Harry has talked before about his combat experience, saying near the end of his tour in 2013 that “if there’s people trying to do bad stuff to our guys, then we’ll take them out of the game.”
But his decision to put a number on those he killed, and the comparison to chess pieces, drew outrage from the Taliban, and concern from British veterans.
“Mr. Harry! The ones you killed were not chess pieces, they were humans; they had families who were waiting for their return,” prominent Taliban member Anas Haqqani wrote Friday on Twitter.
The Taliban, who adhere to a strict interpretation of Islam, returned to power when Western troops withdrew from Afghanistan in 2021. Afghan Foreign Ministry spokesperson Abdul Qahar Balkhi said Harry’s comments “are a microcosm of the trauma experienced by Afghans at the hands of occupation forces who murdered innocents without any accountability.”
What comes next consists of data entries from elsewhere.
//! Presentation layer boundary.
//!
//! The controllers render by calling these traits; implementations
//! own the actual UI (DOM, TUI, logs, test recorders). Methods take
//! `&self` so implementations handle their own interior mutability.

use crate::domain::{Product, Store};
use crate::query::{SortDirection, SortHeader, StatusFilter};
use crate::validate::FieldError;

/// Rendering surface for the store sidebar and detail pane.
pub trait StorePresenter {
    fn render_list(&self, stores: &[Store]);
    fn render_detail(&self, store: &Store);
    fn clear_detail(&self);
    fn show_loader(&self);
    fn hide_loader(&self);
    /// The selected or URL-supplied store id is not in the loaded
    /// collection.
    fn show_not_found(&self);
    /// Surface validation failures inline on the create form.
    fn show_form_errors(&self, errors: &[FieldError]);
    /// User-facing notice (outcome of a create/delete).
    fn notify(&self, message: &str);
}

/// Rendering surface for the product table and its forms.
pub trait ProductPresenter {
    fn render_list(&self, products: &[Product]);
    fn show_loader(&self);
    fn hide_loader(&self);
    fn update_status_styles(&self, filter: StatusFilter);
    fn update_sort_indicators(&self, header: SortHeader, direction: SortDirection);
    fn show_form_errors(&self, errors: &[FieldError]);
    fn close_add_form(&self);
    fn close_edit_form(&self);
    fn close_delete_confirmation(&self);
}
In Britain, some veterans and military leaders said publishing a head count violated an unspoken military code.
Col. Tim Collins, who led a British battalion during the Iraq war, told Forces News that the statement was “not how you behave in the Army; it’s not how we think.” Retired Royal Navy officer Rear Adm. Chris Parry called the claim “distasteful.”
Some questioned whether Harry could be sure of the toll, but Harry said he reviewed video of his missions, and “in the era of Apaches and laptops,” technology let him know exactly how many enemy combatants he had killed.
Read more: Prince Harry's memoir ‘Spare’ to narrate journey from ‘trauma to healing’
Others said Harry’s words could increase the security risk for him and for British forces around the world.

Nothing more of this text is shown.